The Dzembos weren’t aware anything was wrong with Connor until, at 6 months old, he seemed to get sick every day. Then, the diagnosis came.

Now, as the disease kills his brain cells over time, degenerating his cerebellum to the point where he loses motor function and speech ability, Connor struggles to get through the day.

On Halloween, Connor, excited to join his friends trick-or-treating, only made it 10 houses before his legs gave out and his parents had to carry him home.

Connor has to take daily inflammatory medicine to stay healthy.

“You can be in denial when they’re young, because the progressions are almost overnight,” Samantha Dzembo said. “Every dollar we raise here will go directly to research. We can say the dollars the community gives us will go directly toward our purpose.”

In three years, through donations and fundraisers, Wobbly Feet has raised more than $80,000 and co-funded three medical-research projects, alongside the A-T Children’s Project, at Johns Hopkins Hospital, Albert Einstein University and Louisiana State University, toward treatments to prolong and increase the quality of life of an A-T child.

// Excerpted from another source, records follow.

pub mod components;
mod systems;

use bevy::prelude::*;
use crate::core::states::AppState;
use components::ItemDisplays;
use systems::*;

/// 物品面板与计数标签
pub struct UiPlugin;
impl Plugin for UiPlugin {
    fn build(&self, app: &mut App) {
        app
            .init_resource::<ItemDisplays>()
            .add_systems(Startup, spawn_camera)
            .add_systems(OnEnter(AppState::InGame), spawn_item_panel)
            .add_systems(
                Update,
                (press_counter_buttons, refresh_counter_labels)
                    .run_if(in_state(AppState::InGame)),
            );
    }
}
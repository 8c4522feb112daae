use bevy::prelude::*;

pub mod states;
pub mod events;
pub mod resources;

/// 核心插件：注册全局资源 / 事件 / 状态
pub struct CorePlugin {
    pub config: resources::StoreConfig,
}

impl Plugin for CorePlugin {
    fn build(&self, app: &mut App) {
        use states::AppState;

        app
            .init_state::<AppState>()
            .add_event::<events::LogEvent>()
            .insert_resource(self.config.clone());
    }
}
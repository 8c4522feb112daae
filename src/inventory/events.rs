use bevy::prelude::*;

use super::components::ItemDelta;

/// 调整物品数量（按钮 / CLI 发出）
#[derive(Event, Debug, Clone, PartialEq, Eq)]
pub struct AdjustItemEvent {
    pub id:    String,
    pub delta: ItemDelta,
}

impl AdjustItemEvent {
    pub fn new(id: impl Into<String>, delta: ItemDelta) -> Self {
        Self { id: id.into(), delta }
    }

    pub fn increment(id: impl Into<String>) -> Self {
        Self::new(id, ItemDelta::Increment)
    }

    pub fn decrease(id: impl Into<String>) -> Self {
        Self::new(id, ItemDelta::Decrease)
    }

    pub fn increase_by(id: impl Into<String>, amount: i32) -> Self {
        Self::new(id, ItemDelta::IncreaseBy(amount))
    }
}

/// 某个物品的数量已变化，界面据此刷新计数标签
#[derive(Event, Debug, Clone, PartialEq, Eq)]
pub struct InventoryChanged {
    pub id: String,
}

#[derive(Event)]
pub struct ListInventoryEvent;   // 让 CLI 请求打印背包

#[derive(Event)]
pub struct SaveInventoryEvent;   // 手动落盘
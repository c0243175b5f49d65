//! Service Discovery (XEP-0030) payloads.
//!
//! ## Payloads
//!
//! - **disco#info** `query`: identities and features of an entity
//! - **disco#items** `query`: items hosted by an entity
//!
//! Both are registered by [`PayloadRegistry::with_defaults`](crate::PayloadRegistry::with_defaults).

pub mod info;
pub mod items;

pub use info::{DiscoInfo, Feature, Identity, DISCO_INFO_NS};
pub use items::{DiscoItem, DiscoItems, DISCO_ITEMS_NS};
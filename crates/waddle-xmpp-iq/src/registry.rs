//! Payload registry: maps qualified element names to payload types.
//!
//! The registry is filled once during start-up and only read afterwards, so
//! a populated registry can be shared across threads behind an `Arc` with no
//! locking. Lookups that miss fall back to a generic [`Node`].

use std::collections::HashMap;
use std::sync::{Arc, OnceLock};

use tracing::{debug, trace, warn};

use crate::bind::Bind;
use crate::disco::{DiscoInfo, DiscoItems};
use crate::parser::ns;
use crate::payload::IqPayload;
use crate::xep::xep0325::ControlSet;
use crate::{CodecError, Node, QName};

/// Builds a fresh, empty payload ready to decode into.
pub type PayloadFactory = fn() -> Box<dyn IqPayload>;

static GLOBAL: OnceLock<Arc<PayloadRegistry>> = OnceLock::new();

/// Table of known payload types keyed by namespace, then local name.
#[derive(Debug, Clone, Default)]
pub struct PayloadRegistry {
    factories: HashMap<String, HashMap<String, PayloadFactory>>,
}

impl PayloadRegistry {
    /// Create an empty registry: every payload decodes as a [`Node`].
    pub fn new() -> Self {
        Self::default()
    }

    /// Create a registry with the built-in payload types.
    ///
    /// - `{http://jabber.org/protocol/disco#info}query` → [`DiscoInfo`]
    /// - `{http://jabber.org/protocol/disco#items}query` → [`DiscoItems`]
    /// - `{urn:ietf:params:xml:ns:xmpp-bind}bind` → [`Bind`]
    /// - `{urn:xmpp:iot:control}set` → [`ControlSet`]
    pub fn with_defaults() -> Self {
        let mut registry = Self::new();
        registry.register(ns::DISCO_INFO, "query", || Box::new(DiscoInfo::default()));
        registry.register(ns::DISCO_ITEMS, "query", || Box::new(DiscoItems::default()));
        registry.register(ns::BIND, "bind", || Box::new(Bind::default()));
        registry.register(ns::IOT_CONTROL, "set", || Box::new(ControlSet::default()));
        registry
    }

    /// Register a payload type for a qualified name.
    ///
    /// Registering the same name twice replaces the earlier factory.
    pub fn register(&mut self, ns: &str, local: &str, factory: PayloadFactory) -> &mut Self {
        let previous = self
            .factories
            .entry(ns.to_string())
            .or_default()
            .insert(local.to_string(), factory);

        if previous.is_some() {
            warn!(ns, local, "Replacing registered IQ payload type");
        } else {
            debug!(ns, local, "Registered IQ payload type");
        }
        self
    }

    /// Whether a payload type is registered for the name.
    pub fn contains(&self, ns: &str, local: &str) -> bool {
        self.lookup(ns, local).is_some()
    }

    /// Create a fresh payload for the name: the registered type if any,
    /// otherwise an empty [`Node`].
    pub fn resolve(&self, ns: &str, local: &str) -> Box<dyn IqPayload> {
        match self.lookup(ns, local) {
            Some(factory) => factory(),
            None => {
                trace!(ns, local, "No registered payload type, using generic node");
                Box::new(Node::new(QName::new(ns, local)))
            }
        }
    }

    /// All registered names, sorted.
    pub fn names(&self) -> Vec<QName> {
        let mut names: Vec<QName> = self
            .factories
            .iter()
            .flat_map(|(ns, locals)| locals.keys().map(move |local| QName::new(ns, local)))
            .collect();
        names.sort();
        names
    }

    /// Number of registered names.
    pub fn len(&self) -> usize {
        self.factories.values().map(HashMap::len).sum()
    }

    /// Whether nothing is registered.
    pub fn is_empty(&self) -> bool {
        self.len() == 0
    }

    /// Install this registry as the process-wide one.
    ///
    /// Must happen during start-up, before the first call to
    /// [`global`](Self::global); the handle cannot be replaced afterwards.
    pub fn install(self) -> Result<Arc<PayloadRegistry>, CodecError> {
        let registry = Arc::new(self);
        GLOBAL
            .set(Arc::clone(&registry))
            .map_err(|_| CodecError::RegistryInstalled)?;
        debug!(payload_types = registry.len(), "Installed global IQ payload registry");
        Ok(registry)
    }

    /// The process-wide registry, initialized with the defaults when
    /// nothing was installed.
    pub fn global() -> Arc<PayloadRegistry> {
        Arc::clone(GLOBAL.get_or_init(|| Arc::new(PayloadRegistry::with_defaults())))
    }

    fn lookup(&self, ns: &str, local: &str) -> Option<PayloadFactory> {
        self.factories.get(ns)?.get(local).copied()
    }
}

#[cfg(test)]
mod tests {
    use super::*;
    use crate::xep::xep0325::ControlSetResponse;

    #[test]
    fn test_defaults() {
        let registry = PayloadRegistry::with_defaults();

        assert_eq!(registry.len(), 4);
        assert!(registry.contains(ns::DISCO_INFO, "query"));
        assert!(registry.contains(ns::DISCO_ITEMS, "query"));
        assert!(registry.contains(ns::BIND, "bind"));
        assert!(registry.contains(ns::IOT_CONTROL, "set"));
        assert!(!registry.contains(ns::IOT_CONTROL, "setResponse"));
    }

    #[test]
    fn test_resolve_registered_types() {
        let registry = PayloadRegistry::with_defaults();

        assert!(registry.resolve(ns::DISCO_INFO, "query").is::<DiscoInfo>());
        assert!(registry.resolve(ns::DISCO_ITEMS, "query").is::<DiscoItems>());
        assert!(registry.resolve(ns::BIND, "bind").is::<Bind>());
        assert!(registry.resolve(ns::IOT_CONTROL, "set").is::<ControlSet>());
    }

    #[test]
    fn test_resolve_falls_back_to_node() {
        let registry = PayloadRegistry::with_defaults();
        let payload = registry.resolve("urn:unknown", "thing");

        let node = payload.downcast_ref::<Node>().unwrap();
        assert_eq!(node.name, QName::new("urn:unknown", "thing"));
    }

    #[test]
    fn test_namespace_and_local_name_both_matter() {
        let registry = PayloadRegistry::with_defaults();

        assert!(registry.resolve(ns::DISCO_INFO, "item").is::<Node>());
        assert!(registry.resolve("urn:other", "query").is::<Node>());
    }

    #[test]
    fn test_register_and_replace() {
        let mut registry = PayloadRegistry::new();
        assert!(registry.is_empty());

        registry.register(ns::IOT_CONTROL, "setResponse", || {
            Box::new(ControlSetResponse::default())
        });
        assert!(registry
            .resolve(ns::IOT_CONTROL, "setResponse")
            .is::<ControlSetResponse>());

        registry.register(ns::IOT_CONTROL, "setResponse", || {
            Box::new(Node::new(QName::new(ns::IOT_CONTROL, "setResponse")))
        });
        assert_eq!(registry.len(), 1);
        assert!(registry.resolve(ns::IOT_CONTROL, "setResponse").is::<Node>());
    }

    #[test]
    fn test_names_are_sorted() {
        let names = PayloadRegistry::with_defaults().names();
        let mut sorted = names.clone();
        sorted.sort();

        assert_eq!(names, sorted);
        assert_eq!(names.len(), 4);
    }

    #[test]
    fn test_registry_is_shareable() {
        fn assert_send_sync<T: Send + Sync>() {}
        assert_send_sync::<PayloadRegistry>();
    }
}
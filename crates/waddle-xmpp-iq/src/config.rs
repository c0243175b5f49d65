//! Codec configuration.

use serde::{Deserialize, Serialize};

use crate::parser::DEFAULT_MAX_DEPTH;

/// Settings for an [`IqCodec`](crate::IqCodec).
#[derive(Debug, Clone, PartialEq, Eq, Serialize, Deserialize)]
#[serde(default)]
pub struct CodecConfig {
    /// Namespace the encoder assumes is already in scope (e.g.
    /// `jabber:client` inside a client stream). Empty for standalone stanzas.
    pub default_namespace: String,
    /// Keep the inner markup of decoded IQs in `Iq::raw_xml`
    pub capture_raw: bool,
    /// Maximum element nesting accepted while decoding. Values above
    /// [`MAX_DEPTH_LIMIT`](crate::parser::MAX_DEPTH_LIMIT) are clamped.
    pub max_depth: usize,
}

impl Default for CodecConfig {
    fn default() -> Self {
        Self {
            default_namespace: String::new(),
            capture_raw: true,
            max_depth: DEFAULT_MAX_DEPTH,
        }
    }
}

#[cfg(test)]
mod tests {
    use super::*;

    #[test]
    fn test_default_config() {
        let config = CodecConfig::default();
        assert_eq!(config.default_namespace, "");
        assert!(config.capture_raw);
        assert_eq!(config.max_depth, 64);
    }

    #[test]
    fn test_partial_toml_uses_defaults() {
        let config: CodecConfig = toml::from_str("default_namespace = \"jabber:client\"").unwrap();
        assert_eq!(config.default_namespace, "jabber:client");
        assert!(config.capture_raw);
        assert_eq!(config.max_depth, DEFAULT_MAX_DEPTH);
    }

    #[test]
    fn test_config_serialization() {
        let config = CodecConfig {
            max_depth: 8,
            ..Default::default()
        };
        let toml = toml::to_string_pretty(&config).unwrap();
        let parsed: CodecConfig = toml::from_str(&toml).unwrap();
        assert_eq!(parsed, config);
    }
}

In a few weeks, Nick and Samantha Dzembo will head to Washington, D.C., for an A-T conference, where they will speak with researchers about the disease.

The Dzembos hope to raise $5,000 at the Scottish Festival.

“This is an active community, and I know we can reach that,” Ronney said.

Contact Josh Siegel at [email protected].


IF YOU GO
Scottish St. Andrew’s Festival, hosted by MacAllisters Grill & Tavern
When: 6 p.m. Saturday, Nov. 10
Where: Lakewood Ranch Main Street
Details: Festivities include face painting, balloon artists, a rock wall, beer and wine samples, pictures with Santa and live music from the Jacobites Pipe & Drum Band, the Billy Rice band and a raffle for an iPad 3.